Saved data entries
'''

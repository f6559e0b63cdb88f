//! Annotation session: the state behind one interactive annotator window.
//!
//! A [`Session`] owns the loaded images, the [`AnnotationStore`], the
//! [`ClassRegistry`], the selected image, and the active
//! [`ScaleTransform`]. The rendering layer drives it with [`CanvasEvent`]s
//! in display space and reads back [`DisplayRectangle`]s to draw.

use std::path::{Path, PathBuf};

use serde::{Deserialize, Serialize};
use tracing::{debug, info, warn};

use crate::annotation::io_yolo::{self, DEFAULT_PRECISION};
use crate::annotation::{AnnotationStore, ClassId, ClassRegistry, ImageEntry, RectId, Rectangle};
use crate::error::BoxlabelError;
use crate::export::{self, BatchExportResult, ExportOptions, ExportRequest, ExportResult};
use crate::geometry::{
    clamp_size, drawn_rect, fit_display_size, DisplaySize, DisplaySpace, ImageSpace, Point, Rect,
    ScaleTransform, MIN_BOX_SIZE,
};
use crate::storage::AnnotationStorage;

/// Tunables for a session.
#[derive(Clone, Copy, Debug, PartialEq, Serialize, Deserialize)]
#[serde(default)]
pub struct SessionConfig {
    /// Minimum box side, in display units, for drawing and resizing.
    pub min_box_size: f64,
    /// Largest surface the image is fitted into.
    pub max_display_width: f64,
    pub max_display_height: f64,
    /// Decimal places per normalized field in exported sidecars.
    pub precision: usize,
}

impl Default for SessionConfig {
    fn default() -> Self {
        Self {
            min_box_size: MIN_BOX_SIZE,
            max_display_width: 800.0,
            max_display_height: 600.0,
            precision: DEFAULT_PRECISION,
        }
    }
}

impl SessionConfig {
    pub fn max_display(&self) -> DisplaySize {
        DisplaySize::new(self.max_display_width, self.max_display_height)
    }
}

/// An edit reported by the rendering surface.
#[derive(Clone, Debug, PartialEq)]
pub enum CanvasEvent {
    /// A draw gesture ended; corners may be in any order.
    Drawn {
        start: Point<DisplaySpace>,
        end: Point<DisplaySpace>,
    },
    /// A box was dragged; the surface reports the new origin already
    /// resolved to image space.
    Moved { id: RectId, to: Point<ImageSpace> },
    /// A box was dragged, reported as a surface position.
    MovedOnSurface {
        id: RectId,
        to: Point<DisplaySpace>,
    },
    /// A box's handles were pulled to a new surface size.
    Resized {
        id: RectId,
        width: f64,
        height: f64,
    },
    Deleted { id: RectId },
    ClassChanged { id: RectId, class_id: ClassId },
}

/// What applying a [`CanvasEvent`] did.
#[derive(Clone, Debug, PartialEq, Eq)]
pub enum EventOutcome {
    Created(RectId),
    /// The gesture was too small to be a box.
    Ignored,
    Updated(RectId),
    Removed(RectId),
}

/// A rectangle as the rendering surface should draw it.
#[derive(Clone, Debug, PartialEq, Serialize)]
pub struct DisplayRectangle {
    pub id: RectId,
    pub rect: Rect<DisplaySpace>,
    pub class_id: ClassId,
    pub label: String,
}

/// State of one annotation session.
#[derive(Debug, Default)]
pub struct Session {
    config: SessionConfig,
    images: Vec<ImageEntry>,
    store: AnnotationStore,
    classes: ClassRegistry,
    selected: Option<usize>,
    display: Option<DisplaySize>,
    transform: ScaleTransform,
}

impl Session {
    pub fn new(config: SessionConfig) -> Self {
        Self {
            config,
            ..Default::default()
        }
    }

    pub fn config(&self) -> &SessionConfig {
        &self.config
    }

    pub fn store(&self) -> &AnnotationStore {
        &self.store
    }

    pub fn classes(&self) -> &ClassRegistry {
        &self.classes
    }

    pub fn images(&self) -> &[ImageEntry] {
        &self.images
    }

    /// Replaces the class names; the selected class resets to 0.
    pub fn load_classes<I, S>(&mut self, names: I)
    where
        I: IntoIterator<Item = S>,
        S: Into<String>,
    {
        self.classes.load(names);
    }

    /// Selects the class new boxes are tagged with.
    pub fn select_class(&mut self, class_id: ClassId) -> bool {
        self.classes.select(class_id)
    }

    /// Display label for a class id.
    pub fn label_for(&self, class_id: ClassId) -> String {
        self.classes.name_for(class_id)
    }

    /// Replaces the loaded images and pre-populates the store from their
    /// sidecar files. The first image becomes selected.
    ///
    /// Images with a zero width or height cannot be displayed or exported;
    /// they are skipped with a warning instead of failing the whole load.
    pub fn load_images(
        &mut self,
        images: Vec<ImageEntry>,
        storage: &dyn AnnotationStorage,
    ) -> Result<(), BoxlabelError> {
        let (images, unusable): (Vec<ImageEntry>, Vec<ImageEntry>) = images
            .into_iter()
            .partition(|image| image.width > 0 && image.height > 0);
        for image in &unusable {
            warn!(
                image = %image.path.display(),
                width = image.width,
                height = image.height,
                "skipping image with a zero dimension"
            );
        }

        let entries: Vec<(PathBuf, Vec<Rectangle>)> = images
            .iter()
            .map(|image| {
                let rectangles =
                    io_yolo::read_annotations(storage, &image.path, image.width, image.height);
                (image.path.clone(), rectangles)
            })
            .collect();

        self.store.load_bulk(entries);
        self.images = images;
        self.selected = None;
        self.display = None;
        self.transform = ScaleTransform::identity();
        info!(
            images = self.images.len(),
            annotated = self.store.len(),
            rectangles = self.store.rectangle_count(),
            "loaded images"
        );

        if let Some(first) = self.images.first() {
            let path = first.path.clone();
            self.select_image(&path)?;
        }
        Ok(())
    }

    /// Makes `path` the displayed image and fits the surface to it.
    pub fn select_image(&mut self, path: &Path) -> Result<(), BoxlabelError> {
        let index = self
            .images
            .iter()
            .position(|image| image.path == path)
            .ok_or_else(|| BoxlabelError::UnknownImage {
                path: path.to_path_buf(),
            })?;

        let image = &self.images[index];
        let fitted = fit_display_size(image.width, image.height, self.config.max_display())?;
        self.transform = ScaleTransform::new(image.width, image.height, fitted)?;
        self.display = Some(fitted);
        self.selected = Some(index);
        debug!(
            image = %path.display(),
            width = fitted.width,
            height = fitted.height,
            "selected image"
        );
        Ok(())
    }

    /// Recomputes the scale factors after the surface was resized.
    pub fn resize_display(&mut self, display: DisplaySize) -> Result<(), BoxlabelError> {
        let (width, height) = self
            .selected_image()
            .map(|image| (image.width, image.height))
            .ok_or(BoxlabelError::NoImageSelected)?;
        self.transform = ScaleTransform::new(width, height, display)?;
        self.display = Some(display);
        Ok(())
    }

    pub fn selected_image(&self) -> Option<&ImageEntry> {
        self.selected.map(|index| &self.images[index])
    }

    /// Surface size of the selected image.
    pub fn display_size(&self) -> Option<DisplaySize> {
        self.display
    }

    /// Active display-to-image scale factors.
    pub fn transform(&self) -> ScaleTransform {
        self.transform
    }

    /// Image-space rectangles of the selected image.
    pub fn current_rectangles(&self) -> &[Rectangle] {
        match self.selected_image() {
            Some(image) => self.store.get(&image.path),
            None => &[],
        }
    }

    /// Rectangles of the selected image, converted for drawing and labeled.
    pub fn display_rectangles(&self) -> Vec<DisplayRectangle> {
        self.current_rectangles()
            .iter()
            .map(|rect| DisplayRectangle {
                id: rect.id.clone(),
                rect: self.transform.rect_to_display_space(rect.bbox),
                class_id: rect.class_id,
                label: self.classes.name_for(rect.class_id),
            })
            .collect()
    }

    /// Applies one edit from the rendering surface to the selected image.
    pub fn apply(&mut self, event: CanvasEvent) -> Result<EventOutcome, BoxlabelError> {
        let image = self
            .selected_image()
            .map(|image| image.path.clone())
            .ok_or(BoxlabelError::NoImageSelected)?;
        let transform = self.transform;
        let min_size = self.config.min_box_size;

        match event {
            CanvasEvent::Drawn { start, end } => {
                let Some(rect) = drawn_rect(start, end, min_size) else {
                    debug!(?start, ?end, "ignoring draw gesture below minimum size");
                    return Ok(EventOutcome::Ignored);
                };
                let rectangle =
                    Rectangle::new(transform.rect_to_image_space(rect), self.classes.selected());
                let id = rectangle.id.clone();
                self.store.update(&image, |rects| rects.push(rectangle));
                Ok(EventOutcome::Created(id))
            }
            CanvasEvent::Moved { id, to } => {
                self.edit(&image, id, |rect| rect.bbox = rect.bbox.with_origin(to))
            }
            CanvasEvent::MovedOnSurface { id, to } => {
                let to = transform.to_image_space(to);
                self.edit(&image, id, |rect| rect.bbox = rect.bbox.with_origin(to))
            }
            CanvasEvent::Resized { id, width, height } => {
                let (width, height) = clamp_size(width, height, min_size);
                let (width, height) = transform.size_to_image_space(width, height);
                self.edit(&image, id, |rect| {
                    rect.bbox = Rect::new(rect.bbox.origin, width, height)
                })
            }
            CanvasEvent::ClassChanged { id, class_id } => {
                self.edit(&image, id, |rect| rect.class_id = class_id)
            }
            CanvasEvent::Deleted { id } => {
                let removed = self.store.update(&image, |rects| {
                    let before = rects.len();
                    rects.retain(|rect| rect.id != id);
                    rects.len() != before
                });
                if removed {
                    Ok(EventOutcome::Removed(id))
                } else {
                    Err(BoxlabelError::UnknownRectangle { id: id.to_string() })
                }
            }
        }
    }

    fn edit(
        &mut self,
        image: &Path,
        id: RectId,
        change: impl FnOnce(&mut Rectangle),
    ) -> Result<EventOutcome, BoxlabelError> {
        let found = self.store.update(image, |rects| {
            match rects.iter_mut().find(|rect| rect.id == id) {
                Some(rect) => {
                    change(rect);
                    true
                }
                None => false,
            }
        });
        if found {
            Ok(EventOutcome::Updated(id))
        } else {
            Err(BoxlabelError::UnknownRectangle { id: id.to_string() })
        }
    }

    /// Removes every rectangle of the selected image.
    pub fn clear_current(&mut self) -> Result<(), BoxlabelError> {
        let image = self
            .selected_image()
            .map(|image| image.path.clone())
            .ok_or(BoxlabelError::NoImageSelected)?;
        self.store.clear(&image);
        Ok(())
    }

    /// Removes every rectangle of every image.
    pub fn clear_all(&mut self) {
        self.store.clear_all();
    }

    /// Export requests for every loaded image with at least one rectangle,
    /// in image load order.
    pub fn export_requests(&self) -> Vec<ExportRequest> {
        self.images
            .iter()
            .filter_map(|image| {
                let rectangles = self.store.get(&image.path);
                if rectangles.is_empty() {
                    return None;
                }
                Some(ExportRequest::new(
                    image.path.clone(),
                    rectangles.to_vec(),
                    image.width,
                    image.height,
                ))
            })
            .collect()
    }

    fn export_options(&self) -> ExportOptions {
        ExportOptions {
            precision: self.config.precision,
            ..Default::default()
        }
    }

    /// Exports the selected image's sidecar.
    pub fn export_current(
        &self,
        storage: &dyn AnnotationStorage,
    ) -> Result<ExportResult, BoxlabelError> {
        let image = self.selected_image().ok_or(BoxlabelError::NoImageSelected)?;
        let request = ExportRequest::new(
            image.path.clone(),
            self.store.get(&image.path).to_vec(),
            image.width,
            image.height,
        );
        Ok(export::export_image(storage, &request, &self.export_options()))
    }

    /// Exports every annotated image. Images without rectangles are skipped
    /// and do not appear in the result.
    pub fn export_all(&self, storage: &dyn AnnotationStorage) -> BatchExportResult {
        export::export_batch(storage, &self.export_requests(), &self.export_options())
    }
}
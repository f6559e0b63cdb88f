//! Annotation data and its persistence.
//!
//! - [`Rectangle`]: one image-space box with a class and cosmetic style.
//! - [`AnnotationStore`]: current rectangles of every loaded image.
//! - [`ClassRegistry`]: class names and the class selected for new boxes.
//! - [`io_yolo`]: the YOLO sidecar codec.
//!
//! # Example
//!
//! ```
//! use boxlabel::annotation::{io_yolo, Rectangle};
//! use boxlabel::geometry::Rect;
//!
//! let boxes = vec![Rectangle::new(Rect::from_xywh(100.0, 50.0, 200.0, 100.0), 1u32)];
//! let text = io_yolo::encode(&boxes, 400, 200).unwrap();
//! assert_eq!(text, "1 0.500000 0.500000 0.500000 0.500000");
//!
//! let decoded = io_yolo::decode(&text, 400, 200);
//! assert_eq!(decoded[0].class_id, boxes[0].class_id);
//! ```

mod classes;
mod ids;
pub mod io_yolo;
mod model;
mod store;

pub use classes::{read_classes_txt, read_data_yaml_names, ClassRegistry};
pub use ids::{ClassId, RectId};
pub use model::{ImageEntry, RectStyle, Rectangle};
pub use store::AnnotationStore;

'''

An answer is complete only when it holds every line above containing the string "Removes".

Your solution:
    /// Removes every rectangle of the selected image.
    /// Removes every rectangle of every image.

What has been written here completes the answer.